● **What is being asked**: Can you find the lines of the listing that include "calls" and copy every one?
Start of Provided records
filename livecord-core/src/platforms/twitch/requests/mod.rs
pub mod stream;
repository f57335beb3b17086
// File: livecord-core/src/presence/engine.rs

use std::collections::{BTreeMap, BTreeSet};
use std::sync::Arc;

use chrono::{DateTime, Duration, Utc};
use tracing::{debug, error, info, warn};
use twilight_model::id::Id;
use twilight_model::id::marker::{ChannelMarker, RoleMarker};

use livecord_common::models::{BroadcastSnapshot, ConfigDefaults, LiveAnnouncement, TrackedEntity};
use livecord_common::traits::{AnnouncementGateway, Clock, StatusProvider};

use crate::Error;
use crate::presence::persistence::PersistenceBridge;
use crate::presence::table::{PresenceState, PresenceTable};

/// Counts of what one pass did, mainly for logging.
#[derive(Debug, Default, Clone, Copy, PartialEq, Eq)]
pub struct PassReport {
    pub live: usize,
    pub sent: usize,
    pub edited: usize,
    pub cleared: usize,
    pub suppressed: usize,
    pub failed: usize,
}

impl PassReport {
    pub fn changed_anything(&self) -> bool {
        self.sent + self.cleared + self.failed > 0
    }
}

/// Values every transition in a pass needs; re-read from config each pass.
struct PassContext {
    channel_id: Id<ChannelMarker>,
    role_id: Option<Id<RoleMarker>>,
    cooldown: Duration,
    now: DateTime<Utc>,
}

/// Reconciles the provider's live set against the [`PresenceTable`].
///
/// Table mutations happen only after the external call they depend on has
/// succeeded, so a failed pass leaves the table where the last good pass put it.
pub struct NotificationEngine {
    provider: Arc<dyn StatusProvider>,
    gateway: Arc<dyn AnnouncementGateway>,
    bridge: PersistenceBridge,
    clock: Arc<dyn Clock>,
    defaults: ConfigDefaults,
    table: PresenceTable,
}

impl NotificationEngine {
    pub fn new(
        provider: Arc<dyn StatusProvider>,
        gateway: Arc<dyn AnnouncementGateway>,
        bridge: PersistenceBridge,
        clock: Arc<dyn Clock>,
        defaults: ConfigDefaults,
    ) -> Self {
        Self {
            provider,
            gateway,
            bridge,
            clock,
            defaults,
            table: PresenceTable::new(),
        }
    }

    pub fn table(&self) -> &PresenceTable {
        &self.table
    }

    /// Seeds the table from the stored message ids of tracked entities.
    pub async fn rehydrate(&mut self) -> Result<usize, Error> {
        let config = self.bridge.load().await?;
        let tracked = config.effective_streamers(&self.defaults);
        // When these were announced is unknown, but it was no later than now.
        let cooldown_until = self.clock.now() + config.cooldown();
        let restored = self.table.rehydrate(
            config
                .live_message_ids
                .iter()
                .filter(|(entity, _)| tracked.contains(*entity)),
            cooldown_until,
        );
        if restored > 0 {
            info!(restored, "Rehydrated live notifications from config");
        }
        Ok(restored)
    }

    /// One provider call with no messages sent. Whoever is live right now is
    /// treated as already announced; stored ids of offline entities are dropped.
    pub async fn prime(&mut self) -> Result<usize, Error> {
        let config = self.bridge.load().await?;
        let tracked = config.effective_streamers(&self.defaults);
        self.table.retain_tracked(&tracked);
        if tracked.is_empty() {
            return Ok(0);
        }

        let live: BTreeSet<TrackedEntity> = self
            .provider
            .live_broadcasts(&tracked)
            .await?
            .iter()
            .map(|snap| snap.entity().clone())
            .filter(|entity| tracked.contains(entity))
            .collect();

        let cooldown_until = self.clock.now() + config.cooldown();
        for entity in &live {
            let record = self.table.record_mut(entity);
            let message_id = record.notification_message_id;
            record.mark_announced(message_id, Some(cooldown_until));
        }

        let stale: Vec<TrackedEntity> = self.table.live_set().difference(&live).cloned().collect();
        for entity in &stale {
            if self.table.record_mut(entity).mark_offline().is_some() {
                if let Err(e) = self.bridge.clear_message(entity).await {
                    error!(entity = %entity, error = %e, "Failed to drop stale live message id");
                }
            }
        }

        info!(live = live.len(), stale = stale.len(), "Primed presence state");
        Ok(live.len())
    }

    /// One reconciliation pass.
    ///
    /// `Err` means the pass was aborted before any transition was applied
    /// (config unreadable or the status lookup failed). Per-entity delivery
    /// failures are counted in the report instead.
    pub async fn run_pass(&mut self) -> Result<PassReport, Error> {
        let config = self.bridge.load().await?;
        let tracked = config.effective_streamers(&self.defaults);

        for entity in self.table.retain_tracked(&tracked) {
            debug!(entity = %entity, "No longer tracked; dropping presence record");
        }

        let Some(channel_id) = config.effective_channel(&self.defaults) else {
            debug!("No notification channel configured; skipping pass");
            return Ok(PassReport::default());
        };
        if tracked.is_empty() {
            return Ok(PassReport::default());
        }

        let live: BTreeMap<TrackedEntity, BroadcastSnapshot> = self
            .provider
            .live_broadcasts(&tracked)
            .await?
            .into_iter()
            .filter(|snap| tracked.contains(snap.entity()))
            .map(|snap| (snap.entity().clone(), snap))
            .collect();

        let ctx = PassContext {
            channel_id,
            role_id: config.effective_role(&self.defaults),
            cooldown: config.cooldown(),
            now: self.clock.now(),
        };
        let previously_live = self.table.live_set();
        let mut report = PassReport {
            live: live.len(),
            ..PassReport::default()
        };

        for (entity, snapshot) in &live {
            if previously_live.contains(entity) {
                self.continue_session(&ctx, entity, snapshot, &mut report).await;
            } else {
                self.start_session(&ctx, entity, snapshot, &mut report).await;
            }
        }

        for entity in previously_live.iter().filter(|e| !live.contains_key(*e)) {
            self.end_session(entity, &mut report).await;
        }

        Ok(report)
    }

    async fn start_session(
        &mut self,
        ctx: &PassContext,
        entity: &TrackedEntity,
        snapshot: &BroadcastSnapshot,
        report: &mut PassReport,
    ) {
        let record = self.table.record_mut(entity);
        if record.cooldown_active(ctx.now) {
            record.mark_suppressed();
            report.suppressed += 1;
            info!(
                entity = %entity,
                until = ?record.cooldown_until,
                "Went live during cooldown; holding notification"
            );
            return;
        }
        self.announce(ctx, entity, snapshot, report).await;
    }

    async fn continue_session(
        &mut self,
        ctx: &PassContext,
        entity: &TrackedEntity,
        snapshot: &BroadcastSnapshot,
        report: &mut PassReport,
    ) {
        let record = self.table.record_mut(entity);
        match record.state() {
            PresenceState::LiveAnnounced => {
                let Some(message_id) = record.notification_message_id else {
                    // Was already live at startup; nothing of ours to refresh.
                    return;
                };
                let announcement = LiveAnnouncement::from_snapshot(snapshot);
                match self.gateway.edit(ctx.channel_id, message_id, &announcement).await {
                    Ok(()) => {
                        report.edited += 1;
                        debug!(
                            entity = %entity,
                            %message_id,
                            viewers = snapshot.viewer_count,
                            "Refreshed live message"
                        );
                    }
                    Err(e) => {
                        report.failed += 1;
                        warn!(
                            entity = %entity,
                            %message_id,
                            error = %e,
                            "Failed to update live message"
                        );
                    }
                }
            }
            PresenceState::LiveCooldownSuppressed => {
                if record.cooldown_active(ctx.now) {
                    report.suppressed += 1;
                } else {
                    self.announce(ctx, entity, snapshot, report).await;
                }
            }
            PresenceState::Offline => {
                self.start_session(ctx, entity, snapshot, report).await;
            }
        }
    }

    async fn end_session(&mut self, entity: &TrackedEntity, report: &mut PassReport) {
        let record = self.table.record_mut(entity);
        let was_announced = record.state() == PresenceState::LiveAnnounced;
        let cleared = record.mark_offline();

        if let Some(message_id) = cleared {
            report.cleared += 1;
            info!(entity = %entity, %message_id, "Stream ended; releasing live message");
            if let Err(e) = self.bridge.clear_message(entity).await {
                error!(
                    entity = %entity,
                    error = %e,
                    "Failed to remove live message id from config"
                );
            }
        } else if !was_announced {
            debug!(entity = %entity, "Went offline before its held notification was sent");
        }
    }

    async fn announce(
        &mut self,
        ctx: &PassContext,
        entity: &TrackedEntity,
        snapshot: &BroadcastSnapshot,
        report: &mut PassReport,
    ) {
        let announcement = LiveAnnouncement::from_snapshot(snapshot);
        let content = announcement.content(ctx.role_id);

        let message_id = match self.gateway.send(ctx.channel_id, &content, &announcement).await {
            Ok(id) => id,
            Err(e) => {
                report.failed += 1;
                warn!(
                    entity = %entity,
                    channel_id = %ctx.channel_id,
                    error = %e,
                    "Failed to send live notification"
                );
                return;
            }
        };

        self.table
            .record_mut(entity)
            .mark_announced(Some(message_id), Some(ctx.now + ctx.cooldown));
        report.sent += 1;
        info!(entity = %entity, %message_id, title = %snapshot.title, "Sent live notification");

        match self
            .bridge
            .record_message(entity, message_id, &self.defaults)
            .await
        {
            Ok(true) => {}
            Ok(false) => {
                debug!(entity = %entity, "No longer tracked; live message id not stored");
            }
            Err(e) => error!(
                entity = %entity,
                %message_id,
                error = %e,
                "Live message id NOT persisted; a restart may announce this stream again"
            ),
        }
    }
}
End of Provided records
Start of Provided records
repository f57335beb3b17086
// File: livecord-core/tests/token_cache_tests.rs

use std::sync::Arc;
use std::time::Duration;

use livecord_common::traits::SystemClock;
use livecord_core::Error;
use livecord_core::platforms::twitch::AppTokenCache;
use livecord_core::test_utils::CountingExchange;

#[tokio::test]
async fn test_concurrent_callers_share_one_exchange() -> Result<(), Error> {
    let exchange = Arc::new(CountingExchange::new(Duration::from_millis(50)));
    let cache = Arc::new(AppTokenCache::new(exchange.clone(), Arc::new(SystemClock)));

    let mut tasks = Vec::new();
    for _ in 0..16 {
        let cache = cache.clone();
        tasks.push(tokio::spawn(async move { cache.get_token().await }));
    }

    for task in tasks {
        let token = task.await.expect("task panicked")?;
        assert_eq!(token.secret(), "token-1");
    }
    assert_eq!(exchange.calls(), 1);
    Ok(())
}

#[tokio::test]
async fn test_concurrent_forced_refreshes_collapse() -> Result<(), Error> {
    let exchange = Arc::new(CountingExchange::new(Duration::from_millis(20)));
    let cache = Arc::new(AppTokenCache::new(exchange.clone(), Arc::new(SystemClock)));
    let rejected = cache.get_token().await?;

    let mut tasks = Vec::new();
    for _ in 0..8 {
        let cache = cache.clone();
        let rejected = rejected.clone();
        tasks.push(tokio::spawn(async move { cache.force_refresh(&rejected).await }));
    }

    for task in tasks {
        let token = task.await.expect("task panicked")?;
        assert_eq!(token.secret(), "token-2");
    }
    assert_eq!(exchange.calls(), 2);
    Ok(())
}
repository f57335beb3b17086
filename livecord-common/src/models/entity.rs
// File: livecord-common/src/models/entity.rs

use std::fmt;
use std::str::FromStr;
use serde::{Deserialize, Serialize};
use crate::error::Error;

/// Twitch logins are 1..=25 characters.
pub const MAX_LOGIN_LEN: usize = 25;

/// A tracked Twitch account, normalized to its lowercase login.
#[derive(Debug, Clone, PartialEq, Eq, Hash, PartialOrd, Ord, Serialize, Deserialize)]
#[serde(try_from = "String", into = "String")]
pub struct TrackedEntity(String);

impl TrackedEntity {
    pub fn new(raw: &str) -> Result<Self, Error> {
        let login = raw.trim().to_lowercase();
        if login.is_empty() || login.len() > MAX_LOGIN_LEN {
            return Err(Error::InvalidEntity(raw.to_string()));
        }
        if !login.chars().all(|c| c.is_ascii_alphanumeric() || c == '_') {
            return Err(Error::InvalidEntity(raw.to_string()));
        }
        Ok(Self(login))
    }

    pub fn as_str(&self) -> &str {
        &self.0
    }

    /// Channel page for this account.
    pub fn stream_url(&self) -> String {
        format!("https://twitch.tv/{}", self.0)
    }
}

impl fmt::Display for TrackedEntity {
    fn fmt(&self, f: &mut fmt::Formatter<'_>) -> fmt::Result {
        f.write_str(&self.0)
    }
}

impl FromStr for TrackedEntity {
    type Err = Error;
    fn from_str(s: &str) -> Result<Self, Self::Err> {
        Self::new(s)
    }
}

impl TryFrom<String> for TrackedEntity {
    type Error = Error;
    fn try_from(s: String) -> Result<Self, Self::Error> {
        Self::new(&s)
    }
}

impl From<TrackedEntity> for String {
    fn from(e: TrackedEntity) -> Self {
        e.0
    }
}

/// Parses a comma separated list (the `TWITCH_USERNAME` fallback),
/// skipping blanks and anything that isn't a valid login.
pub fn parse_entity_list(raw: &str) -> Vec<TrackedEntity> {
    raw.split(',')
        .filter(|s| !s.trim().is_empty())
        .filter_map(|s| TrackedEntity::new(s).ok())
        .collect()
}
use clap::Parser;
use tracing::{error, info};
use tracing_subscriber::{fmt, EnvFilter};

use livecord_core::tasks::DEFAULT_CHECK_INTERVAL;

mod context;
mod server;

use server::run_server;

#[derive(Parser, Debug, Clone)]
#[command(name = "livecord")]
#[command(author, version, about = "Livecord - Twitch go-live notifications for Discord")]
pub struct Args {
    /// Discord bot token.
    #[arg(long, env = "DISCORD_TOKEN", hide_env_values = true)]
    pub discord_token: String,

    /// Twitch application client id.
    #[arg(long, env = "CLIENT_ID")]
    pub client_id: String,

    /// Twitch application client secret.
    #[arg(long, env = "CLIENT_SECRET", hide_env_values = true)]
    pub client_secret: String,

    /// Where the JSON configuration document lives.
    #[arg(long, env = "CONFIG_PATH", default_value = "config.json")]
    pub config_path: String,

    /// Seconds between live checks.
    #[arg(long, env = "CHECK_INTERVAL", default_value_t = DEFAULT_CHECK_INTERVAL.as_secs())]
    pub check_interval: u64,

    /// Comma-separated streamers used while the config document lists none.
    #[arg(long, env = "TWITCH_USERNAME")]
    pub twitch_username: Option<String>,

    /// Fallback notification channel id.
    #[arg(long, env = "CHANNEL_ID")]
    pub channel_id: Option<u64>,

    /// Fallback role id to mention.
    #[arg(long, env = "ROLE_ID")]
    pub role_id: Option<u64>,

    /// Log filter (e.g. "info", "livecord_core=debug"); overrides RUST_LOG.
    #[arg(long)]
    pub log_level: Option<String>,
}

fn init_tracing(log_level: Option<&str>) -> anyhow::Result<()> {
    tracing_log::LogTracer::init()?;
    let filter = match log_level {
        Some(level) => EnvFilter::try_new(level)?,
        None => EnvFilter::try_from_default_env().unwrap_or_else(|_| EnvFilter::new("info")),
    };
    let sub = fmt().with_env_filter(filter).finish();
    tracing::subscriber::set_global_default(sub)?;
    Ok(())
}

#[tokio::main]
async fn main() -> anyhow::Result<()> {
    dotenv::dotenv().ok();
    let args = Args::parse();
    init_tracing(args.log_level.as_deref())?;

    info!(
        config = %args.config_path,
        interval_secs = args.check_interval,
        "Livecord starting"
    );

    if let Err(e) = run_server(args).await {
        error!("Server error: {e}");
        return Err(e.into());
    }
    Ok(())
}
End of Provided records
● **Result of the exercise**:
    assert_eq!(exchange.calls(), 1);
    assert_eq!(exchange.calls(), 2);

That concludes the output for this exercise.